1. After “crumb coating” the cakes you’re supposed to refrigerate them before your next frosting layer. Where are you supposed to find space in a normal functioning refrigerator for two cutting boards covered in precariously frosted cakes? Also, by this point I was finishing up the project at my parents’ house, and their fridge is always crammed with ten thousand condiments and every manner of leftover. Which is more important- curried chicken salad or smoked salmon? SOMETHING HAS TO MAKE ROOM FOR THE CAKES.

2. Ok, so I crumb coat the damn things and they are not ANY easier to frost the second time.
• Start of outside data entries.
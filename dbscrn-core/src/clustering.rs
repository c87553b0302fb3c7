//! Clustering output types.
//!
//! Clusters have no storage of their own: a cluster is the set of points
//! whose [`Assignment`] carries its id.
#![allow(clippy::cast_precision_loss)]

use std::time::Duration;

use crate::error::{Error, Result};

#[cfg(feature = "serde")]
use serde::{Deserialize, Serialize};

/// Raw value written for noise points in flat label vectors.
pub const NOISE: i64 = -1;

/// Raw value written for points not yet assigned.
pub const UNASSIGNED: i64 = 0;

/// Cluster membership of a single point.
///
/// Transitions only `Unassigned -> Cluster | Noise`.
#[derive(Debug, Clone, Copy, PartialEq, Eq, Hash, Default)]
#[cfg_attr(feature = "serde", derive(Serialize, Deserialize))]
pub enum Assignment {
    /// Not yet visited by the expansion engine.
    #[default]
    Unassigned,
    /// Member of the cluster with this id (ids start at 1).
    Cluster(u32),
    /// Belongs to no cluster.
    Noise,
}

impl Assignment {
    /// Flat encoding: cluster id, [`NOISE`] or [`UNASSIGNED`].
    pub fn as_raw(self) -> i64 {
        match self {
            Self::Unassigned => UNASSIGNED,
            Self::Cluster(id) => i64::from(id),
            Self::Noise => NOISE,
        }
    }

    /// Returns the cluster id, if any.
    pub fn cluster_id(self) -> Option<u32> {
        match self {
            Self::Cluster(id) => Some(id),
            _ => None,
        }
    }

    /// True once the point has reached a terminal state.
    pub fn is_resolved(self) -> bool {
        !matches!(self, Self::Unassigned)
    }
}

/// Role of a point in the density model.
#[derive(Debug, Clone, Copy, PartialEq, Eq, Hash, Default)]
#[cfg_attr(feature = "serde", derive(Serialize, Deserialize))]
pub enum PointType {
    /// Not classified yet.
    #[default]
    Unclassified,
    /// Meets the density threshold.
    Core,
    /// Non-core point attached to a cluster.
    Border,
    /// Non-core point attached to no cluster.
    Noise,
}

impl PointType {
    /// Flat encoding used in reports: 1 core, 0 border, -1 noise.
    pub fn as_raw(self) -> Option<i8> {
        match self {
            Self::Core => Some(1),
            Self::Border => Some(0),
            Self::Noise => Some(-1),
            Self::Unclassified => None,
        }
    }
}

/// Eps-neighborhoods: for each point, the indices of all other points
/// strictly closer than `eps`, in ascending index order.
#[derive(Debug, Clone, Default, PartialEq)]
#[cfg_attr(feature = "serde", derive(Serialize, Deserialize))]
pub struct EpsNeighborhoods {
    /// Neighbor indices per point.
    pub neighbors: Vec<Vec<usize>>,
}

impl EpsNeighborhoods {
    /// Returns the neighbors of point `index`.
    #[inline]
    pub fn of(&self, index: usize) -> &[usize] {
        &self.neighbors[index]
    }

    /// Returns the number of points covered.
    pub fn len(&self) -> usize {
        self.neighbors.len()
    }

    /// Returns true if no points are covered.
    pub fn is_empty(&self) -> bool {
        self.neighbors.is_empty()
    }
}

/// Search bounds recorded by the triangle-inequality search.
#[derive(Debug, Clone, Copy, Default, PartialEq)]
#[cfg_attr(feature = "serde", derive(Serialize, Deserialize))]
pub struct SearchBounds {
    /// Tightest confirmed (k-1)-th neighbor distance.
    pub min_eps: Option<f64>,
    /// Bound in use when k-1 candidates were first collected.
    pub max_eps: Option<f64>,
}

/// One entry of a k+NN list.
#[derive(Debug, Clone, Copy, PartialEq)]
#[cfg_attr(feature = "serde", derive(Serialize, Deserialize))]
pub struct Neighbor {
    /// Index of the neighbor in the dataset.
    pub index: usize,
    /// Realized distance to the neighbor.
    pub distance: f64,
}

/// Forward k+NN and reverse rk+NN sets.
///
/// `k_plus_nn[p]` is ordered by ascending distance (index breaks ties) and
/// excludes `p` itself. `reverse[p]` lists every `q` with `p ∈ k+NN(q)`, in
/// ascending `q`.
#[derive(Debug, Clone, Default, PartialEq)]
#[cfg_attr(feature = "serde", derive(Serialize, Deserialize))]
pub struct KnnNeighborhoods {
    /// Forward k+NN per point.
    pub k_plus_nn: Vec<Vec<Neighbor>>,
    /// Reverse k+NN per point.
    pub reverse: Vec<Vec<usize>>,
    /// Per-point search bounds; only filled by the triangle-inequality search.
    pub bounds: Option<Vec<SearchBounds>>,
}

impl KnnNeighborhoods {
    /// Builds reverse sets by inverting the forward sets over all points.
    ///
    /// # Errors
    /// [`Error::InvariantViolation`] if a forward set references an index
    /// outside the point range.
    pub fn from_forward(
        k_plus_nn: Vec<Vec<Neighbor>>,
        bounds: Option<Vec<SearchBounds>>,
    ) -> Result<Self> {
        let n = k_plus_nn.len();
        let mut reverse = vec![Vec::new(); n];
        for (owner, neighbors) in k_plus_nn.iter().enumerate() {
            for neighbor in neighbors {
                reverse
                    .get_mut(neighbor.index)
                    .ok_or_else(|| {
                        Error::InvariantViolation(format!(
                            "k+NN of point {owner} references index {} (n = {n})",
                            neighbor.index
                        ))
                    })?
                    .push(owner);
            }
        }
        Ok(Self {
            k_plus_nn,
            reverse,
            bounds,
        })
    }

    /// Indices of the forward k+NN of `index`.
    pub fn forward_indices(&self, index: usize) -> Vec<usize> {
        self.k_plus_nn[index].iter().map(|n| n.index).collect()
    }

    /// Reverse k+NN of `index`.
    #[inline]
    pub fn reverse_of(&self, index: usize) -> &[usize] {
        &self.reverse[index]
    }

    /// Returns the number of points covered.
    pub fn len(&self) -> usize {
        self.k_plus_nn.len()
    }

    /// Returns true if no points are covered.
    pub fn is_empty(&self) -> bool {
        self.k_plus_nn.is_empty()
    }
}

/// Neighbor sets produced by a run, kept for diagnostics and reports.
#[derive(Debug, Clone, PartialEq)]
#[cfg_attr(feature = "serde", derive(Serialize, Deserialize))]
pub enum Neighborhoods {
    /// DBSCAN eps-neighborhoods.
    Eps(EpsNeighborhoods),
    /// DBSCANRN k+NN and rk+NN sets.
    Knn(KnnNeighborhoods),
}

/// Reported when the dataset is smaller than the density parameter.
///
/// The run still completes; it is just unable to satisfy the parameter.
#[derive(Debug, Clone, Copy, PartialEq, Eq)]
#[cfg_attr(feature = "serde", derive(Serialize, Deserialize))]
pub struct Shortfall {
    /// Points the parameter asks for (`k` or `minPts`).
    pub required: usize,
    /// Points in the dataset.
    pub available: usize,
}

/// Wall-clock duration of each phase of a run, in execution order.
#[derive(Debug, Clone, Default, PartialEq)]
#[cfg_attr(feature = "serde", derive(Serialize, Deserialize))]
pub struct PhaseTimings {
    phases: Vec<(String, Duration)>,
}

impl PhaseTimings {
    /// Records a phase.
    pub fn record(&mut self, phase: impl Into<String>, elapsed: Duration) {
        self.phases.push((phase.into(), elapsed));
    }

    /// Iterates over recorded phases.
    pub fn iter(&self) -> impl Iterator<Item = (&str, Duration)> {
        self.phases.iter().map(|(name, d)| (name.as_str(), *d))
    }

    /// Looks up a phase by name.
    pub fn get(&self, phase: &str) -> Option<Duration> {
        self.phases
            .iter()
            .find(|(name, _)| name == phase)
            .map(|(_, d)| *d)
    }

    /// Sum of all phases.
    pub fn total(&self) -> Duration {
        self.phases.iter().map(|(_, d)| *d).sum()
    }
}

/// Complete result of a clustering run.
#[derive(Debug, Clone, PartialEq)]
#[cfg_attr(feature = "serde", derive(Serialize, Deserialize))]
pub struct ClusteringOutcome {
    /// Final membership per point; never `Unassigned`.
    pub assignments: Vec<Assignment>,
    /// Final role per point; never `Unclassified`.
    pub point_types: Vec<PointType>,
    /// Distance evaluations recorded per point.
    pub distance_calculations: Vec<u64>,
    /// Neighbor sets the run was based on.
    pub neighborhoods: Neighborhoods,
    /// Number of clusters discovered; ids are `1..=cluster_count`.
    pub cluster_count: usize,
    /// Set when the dataset is smaller than `k`/`minPts`.
    pub shortfall: Option<Shortfall>,
    /// Phase durations.
    pub timings: PhaseTimings,
}

impl ClusteringOutcome {
    /// Number of points.
    pub fn len(&self) -> usize {
        self.assignments.len()
    }

    /// True if the outcome covers no points.
    pub fn is_empty(&self) -> bool {
        self.assignments.is_empty()
    }

    /// Flat labels: cluster id, or [`NOISE`].
    pub fn labels(&self) -> Vec<i64> {
        self.assignments.iter().map(|a| a.as_raw()).collect()
    }

    /// Search bounds, present for triangle-inequality runs only.
    pub fn search_bounds(&self) -> Option<&[SearchBounds]> {
        match &self.neighborhoods {
            Neighborhoods::Knn(knn) => knn.bounds.as_deref(),
            Neighborhoods::Eps(_) => None,
        }
    }

    /// Summary counts.
    pub fn statistics(&self) -> ClusteringStatistics {
        ClusteringStatistics::from_outcome(self)
    }
}

/// Summary counts for a finished run.
#[derive(Debug, Clone, Copy, Default, PartialEq)]
#[cfg_attr(feature = "serde", derive(Serialize, Deserialize))]
pub struct ClusteringStatistics {
    /// Number of clusters.
    pub clusters: usize,
    /// Number of core points.
    pub core_points: usize,
    /// Number of border points.
    pub border_points: usize,
    /// Number of noise points.
    pub noise_points: usize,
    /// Mean distance evaluations per point.
    pub avg_distance_calculations: f64,
}

impl ClusteringStatistics {
    /// Computes statistics from a finished outcome.
    pub fn from_outcome(outcome: &ClusteringOutcome) -> Self {
        let count = |kind: PointType| outcome.point_types.iter().filter(|&&t| t == kind).count();
        let total: u64 = outcome.distance_calculations.iter().sum();
        let avg_distance_calculations = if outcome.is_empty() {
            0.0
        } else {
            total as f64 / outcome.len() as f64
        };
        Self {
            clusters: outcome.cluster_count,
            core_points: count(PointType::Core),
            border_points: count(PointType::Border),
            noise_points: count(PointType::Noise),
            avg_distance_calculations,
        }
    }
}

#[cfg(test)]
mod tests {
    use super::*;

    fn neighbor(index: usize, distance: f64) -> Neighbor {
        Neighbor { index, distance }
    }

    #[test]
    fn test_assignment_encoding() {
        assert_eq!(Assignment::Cluster(3).as_raw(), 3);
        assert_eq!(Assignment::Noise.as_raw(), NOISE);
        assert_eq!(Assignment::Unassigned.as_raw(), UNASSIGNED);
        assert_eq!(Assignment::Cluster(2).cluster_id(), Some(2));
        assert!(!Assignment::Unassigned.is_resolved());
        assert!(Assignment::Noise.is_resolved());
    }

    #[test]
    fn test_reverse_is_inverted_not_mirrored() {
        // 0 -> {1}, 1 -> {0}, 2 -> {1}: 2 is nobody's neighbor.
        let forward = vec![
            vec![neighbor(1, 1.0)],
            vec![neighbor(0, 1.0)],
            vec![neighbor(1, 2.0)],
        ];
        let knn = KnnNeighborhoods::from_forward(forward, None).unwrap();
        assert_eq!(knn.reverse_of(0), &[1]);
        assert_eq!(knn.reverse_of(1), &[0, 2]);
        assert!(knn.reverse_of(2).is_empty());
        assert_eq!(knn.forward_indices(2), vec![1]);
    }

    #[test]
    fn test_reverse_out_of_range() {
        let forward = vec![vec![neighbor(5, 1.0)]];
        let err = KnnNeighborhoods::from_forward(forward, None).unwrap_err();
        assert!(matches!(err, Error::InvariantViolation(_)));
    }

    #[test]
    fn test_statistics() {
        let outcome = ClusteringOutcome {
            assignments: vec![
                Assignment::Cluster(1),
                Assignment::Cluster(1),
                Assignment::Noise,
            ],
            point_types: vec![PointType::Core, PointType::Border, PointType::Noise],
            distance_calculations: vec![2, 2, 2],
            neighborhoods: Neighborhoods::Eps(EpsNeighborhoods::default()),
            cluster_count: 1,
            shortfall: None,
            timings: PhaseTimings::default(),
        };
        let stats = outcome.statistics();
        assert_eq!(stats.clusters, 1);
        assert_eq!(stats.core_points, 1);
        assert_eq!(stats.border_points, 1);
        assert_eq!(stats.noise_points, 1);
        assert!((stats.avg_distance_calculations - 2.0).abs() < f64::EPSILON);
        assert_eq!(outcome.labels(), vec![1, 1, NOISE]);
        assert!(outcome.search_bounds().is_none());
    }

    #[test]
    fn test_phase_timings() {
        let mut timings = PhaseTimings::default();
        timings.record("neighborhoods", Duration::from_millis(3));
        timings.record("expansion", Duration::from_millis(2));
        assert_eq!(timings.get("expansion"), Some(Duration::from_millis(2)));
        assert_eq!(timings.total(), Duration::from_millis(5));
        assert_eq!(timings.iter().count(), 2);
    }
}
In fact, they are even a little harder, as the fridge didn’t seem to help the frosting set at all, and now I’m just smearing gooey frosting on top of gooey frosting AND IT’S MAKING A DAMN MESS.  How are you supposed to keep the boxcars looking like, I dunno, rectangular!? Because by now the boxcars look like tiny, colorful footballs and I’m about to lose my shit for real.

3. After frosting the things and begrudgingly accepting the fact that they’re just gonna look like tiny, colorful footballs, I am forced to relocate the extremely fragile, sticky, cake crumbles onto a surface with a train track of piped frosting. In the video, the baker just reaches down with her bare hands and gingerly plops the cars onto the track with no resistance whatsoever from the frosting. Seriously, RIDDLE ME THAT. I carefully try to transfer the cakes with a flat spatula and not only to I maim the frosting even more, but I drop one on it’s side and totally ruin the train track frosting while simultaneously collapsing an entire boxcar. So, how on earth are you supposed to fix this? WHY, BETTY CROCKER, WHY?

It was about at this point that Beth came home and started squealing with delight about her train cake in the works, and I am covered in frosting and cake, bewildered at what potential she could possibly see on that terribly-piped train track, but I try to swallow my frustration because she looks excited, and dad is telling me that I’m doing a great job. Ha!

Anyway, I finally pulled my shit together and started plastering a bunch of candy to the thing in an effort to

a) Cover up as many failed frosting jobs as possible and

b) Distract people altogether

Which left me with one more question: Is this supposed to taste good? Because I know very few adults who enjoy eating an enormous pile of frosting and cake and candy all at once… so maybe THAT’S why this cake is typically relegated to the world of three year olds. I get it now. I tried to pick candies that would go with the lemony flavor of that scratch cake I used for the engine, but it was still a weird eating experience. Luckily Beth seemed to like it, and my brother is basically a hummingbird so he was pretty excited about frosting covered peachy rings.

So, she was happy. Good thing I love her so much because that entire thing was worth it and I’d do it again (though hopefully a bit better this time…) if she asked. It doesn’t even need to be her birthday.
This whole month has kinda felt like making the train cake. I’m upset, I cry a lot, everything’s pretty messy and weird looking. It’s been hard for me to care about food when I’m preoccupied with family stuff and I’m trying to grab at some form of control to make my life feel more manageable. I’ve missed it this past month though, and sometimes I forget that making food and talking about food brings me a lot of joy and energy. I’m pulling myself into a better state of mind this week, today, right now. I’m starting with this post. And then I’m going to make a big, delicious dinner for friends this evening, like old times.